> Your goal:
Below are some entries; report how many of their lines contain the word "target", giving nothing besides the number.

**** Exercise material ****

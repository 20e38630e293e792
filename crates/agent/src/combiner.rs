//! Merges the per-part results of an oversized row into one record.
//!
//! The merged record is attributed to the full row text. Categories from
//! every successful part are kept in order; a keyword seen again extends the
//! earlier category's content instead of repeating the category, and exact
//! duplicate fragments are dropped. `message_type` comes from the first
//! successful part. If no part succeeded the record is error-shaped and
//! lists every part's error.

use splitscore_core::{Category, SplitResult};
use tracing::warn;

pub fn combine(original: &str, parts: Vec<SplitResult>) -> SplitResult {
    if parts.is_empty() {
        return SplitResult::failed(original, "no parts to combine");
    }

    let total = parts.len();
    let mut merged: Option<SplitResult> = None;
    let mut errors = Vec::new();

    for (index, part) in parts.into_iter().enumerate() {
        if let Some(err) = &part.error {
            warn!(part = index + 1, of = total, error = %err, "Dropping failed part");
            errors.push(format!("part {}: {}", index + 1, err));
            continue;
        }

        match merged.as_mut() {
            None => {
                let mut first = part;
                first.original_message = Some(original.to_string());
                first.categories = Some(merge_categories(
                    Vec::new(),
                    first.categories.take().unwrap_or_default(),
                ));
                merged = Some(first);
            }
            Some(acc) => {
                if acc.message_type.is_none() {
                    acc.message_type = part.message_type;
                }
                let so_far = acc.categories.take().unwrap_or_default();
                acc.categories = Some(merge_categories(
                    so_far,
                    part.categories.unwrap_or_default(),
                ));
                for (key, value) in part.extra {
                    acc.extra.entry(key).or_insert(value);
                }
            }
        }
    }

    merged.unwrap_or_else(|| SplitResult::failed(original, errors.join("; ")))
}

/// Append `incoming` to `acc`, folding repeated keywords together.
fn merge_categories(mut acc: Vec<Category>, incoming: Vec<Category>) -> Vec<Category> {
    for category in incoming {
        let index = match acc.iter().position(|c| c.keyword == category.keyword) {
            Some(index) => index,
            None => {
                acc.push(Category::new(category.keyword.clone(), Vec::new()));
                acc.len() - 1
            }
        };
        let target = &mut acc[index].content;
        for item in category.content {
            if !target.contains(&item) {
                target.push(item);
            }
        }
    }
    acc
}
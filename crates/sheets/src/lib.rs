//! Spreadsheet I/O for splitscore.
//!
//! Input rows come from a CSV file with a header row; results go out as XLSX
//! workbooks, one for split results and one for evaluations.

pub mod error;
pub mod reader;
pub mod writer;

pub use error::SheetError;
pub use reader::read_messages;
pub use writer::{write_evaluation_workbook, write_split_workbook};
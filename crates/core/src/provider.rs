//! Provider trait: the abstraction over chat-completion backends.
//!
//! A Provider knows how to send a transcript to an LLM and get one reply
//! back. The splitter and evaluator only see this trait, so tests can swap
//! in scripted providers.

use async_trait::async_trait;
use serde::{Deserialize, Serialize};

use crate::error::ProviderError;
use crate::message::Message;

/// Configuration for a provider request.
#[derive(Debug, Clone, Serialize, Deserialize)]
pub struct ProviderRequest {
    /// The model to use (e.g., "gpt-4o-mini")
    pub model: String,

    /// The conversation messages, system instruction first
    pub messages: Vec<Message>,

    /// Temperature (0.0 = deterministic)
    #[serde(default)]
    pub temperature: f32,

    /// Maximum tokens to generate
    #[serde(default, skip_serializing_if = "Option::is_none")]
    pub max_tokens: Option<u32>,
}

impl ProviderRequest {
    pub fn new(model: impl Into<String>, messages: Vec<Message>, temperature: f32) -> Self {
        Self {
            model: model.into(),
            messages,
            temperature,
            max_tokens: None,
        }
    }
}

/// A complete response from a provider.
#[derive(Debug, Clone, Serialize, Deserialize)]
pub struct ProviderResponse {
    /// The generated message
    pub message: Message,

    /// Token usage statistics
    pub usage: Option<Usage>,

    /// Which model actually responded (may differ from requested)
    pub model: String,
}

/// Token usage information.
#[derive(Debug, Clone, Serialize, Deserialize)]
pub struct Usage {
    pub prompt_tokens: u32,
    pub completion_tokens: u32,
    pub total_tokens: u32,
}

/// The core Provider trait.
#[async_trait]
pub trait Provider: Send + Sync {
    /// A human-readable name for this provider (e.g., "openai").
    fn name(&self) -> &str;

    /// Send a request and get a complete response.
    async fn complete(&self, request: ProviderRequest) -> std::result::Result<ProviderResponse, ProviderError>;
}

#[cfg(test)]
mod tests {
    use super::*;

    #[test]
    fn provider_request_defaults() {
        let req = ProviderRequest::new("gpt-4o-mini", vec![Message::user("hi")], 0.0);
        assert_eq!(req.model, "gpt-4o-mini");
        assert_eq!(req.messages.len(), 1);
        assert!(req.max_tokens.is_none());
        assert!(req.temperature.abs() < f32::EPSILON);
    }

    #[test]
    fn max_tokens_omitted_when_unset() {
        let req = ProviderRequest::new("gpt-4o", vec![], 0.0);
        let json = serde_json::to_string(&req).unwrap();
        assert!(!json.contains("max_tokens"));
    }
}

****

> Exercise answer:
3